= Neuromantic (philosophy) =

Term denoting a mental state

Neuromantic is a philosophical concept defined by anthropologist Bradd Shore as the cybernetic frame of mind among excited computer enthusiasts. These emerge as these individuals experience what Michael R. Heim called "the all-at-once simultaneity of totalizing presentness".

== Concept ==

The neuromantic concept is part of Shore's discourse on the embodied cognitive dimensions of the cultural transformation produced by the emergence of word processing, which he maintained has overcome the spatial limitations of the written text since "text modules can be combined, reconfigured, reduced, expanded, appended, or deleted from other units at the touch of a finger."
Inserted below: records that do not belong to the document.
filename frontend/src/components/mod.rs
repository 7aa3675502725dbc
pub mod feature_detail;
pub mod nav;
pub mod product_tabs;
pub mod reveal;
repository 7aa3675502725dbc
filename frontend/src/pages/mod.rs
pub mod landing;
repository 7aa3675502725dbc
use thiserror::Error;

/// Failures of the navigation layer. None of them reach the user: the
/// tracker and navigator degrade to their no-op behaviour on every variant.
#[derive(Debug, Clone, PartialEq, Eq, Error)]
pub enum NavError {
    #[error("unknown section id: {0}")]
    UnknownSection(String),
    #[error("no window available")]
    NoWindow,
    #[error("no document available")]
    NoDocument,
    #[error("dom call failed: {0}")]
    Dom(String),
}

impl From<wasm_bindgen::JsValue> for NavError {
    fn from(value: wasm_bindgen::JsValue) -> Self {
        NavError::Dom(format!("{:?}", value))
    }
}
use std::rc::Rc;

use yew::Reducible;

use crate::config::SiteConfig;
use crate::navigation::SectionId;

/// The two pills of the product feature switch.
#[derive(Debug, Clone, Copy, PartialEq, Eq, Default)]
pub enum ProductTab {
    #[default]
    Bracelet,
    Sensors,
}

impl ProductTab {
    pub const ALL: [ProductTab; 2] = [ProductTab::Bracelet, ProductTab::Sensors];

    pub fn label(self) -> &'static str {
        match self {
            ProductTab::Bracelet => "Bracelet",
            ProductTab::Sensors => "Sensors",
        }
    }
}

/// Transient UI state of one page view.
#[derive(Debug, Clone, PartialEq, Default)]
pub struct PageState {
    pub scroll_y: f64,
    pub current_section: SectionId,
    pub menu_open: bool,
    pub active_tab: ProductTab,
}

#[derive(Debug, Clone, Copy, PartialEq)]
pub enum PageAction {
    Scrolled { offset: f64, current: SectionId },
    ToggleMenu,
    CloseMenu,
    SelectTab(ProductTab),
}

impl Reducible for PageState {
    type Action = PageAction;

    fn reduce(self: Rc<Self>, action: Self::Action) -> Rc<Self> {
        let mut next = (*self).clone();
        match action {
            PageAction::Scrolled { offset, current } => {
                next.scroll_y = offset.max(0.0);
                next.current_section = current;
            }
            PageAction::ToggleMenu => next.menu_open = !next.menu_open,
            PageAction::CloseMenu => next.menu_open = false,
            PageAction::SelectTab(tab) => next.active_tab = tab,
        }
        if next == *self {
            return self;
        }
        Rc::new(next)
    }
}

impl PageState {
    pub fn is_current(&self, id: SectionId) -> bool {
        self.current_section == id
    }

    pub fn nav_is_solid(&self, config: &SiteConfig) -> bool {
        self.scroll_y > config.solid_nav_after_px
    }

    pub fn parallax_offset(&self, config: &SiteConfig) -> f64 {
        self.scroll_y * config.parallax_factor
    }
}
Shore cited that the neuromantic phenomenon was a vision of Martin Heidegger as it elicits passion that is also identified as an impulse unique to the modern world. Shore explains that "the sense of mastery over language resources that word processing bestows on the experienced user is intimately related to Heidegger's notion of enframing (Bestellen), a subjection of the world to human will that Heidegger saw as a characteristic of all modern technology."

There are sources that claim the concept of neuromantic is not only confined to computer enthusiasts. For instance, there is the so-called neuromantic imagination that inspire architects. Here, the cybernetic frame of mind is fired by the concept of the "third nature," which is occupied by those who inhabit not the actual terrain in which we live, work, and play but the virtual space of media flows that enter the "unconscious". According to Rowan Wilken, neuromantic architecture favors virtuality in techno-spatial and philosophical senses as well as a lack of engagement with actual reality and the questions about place and community.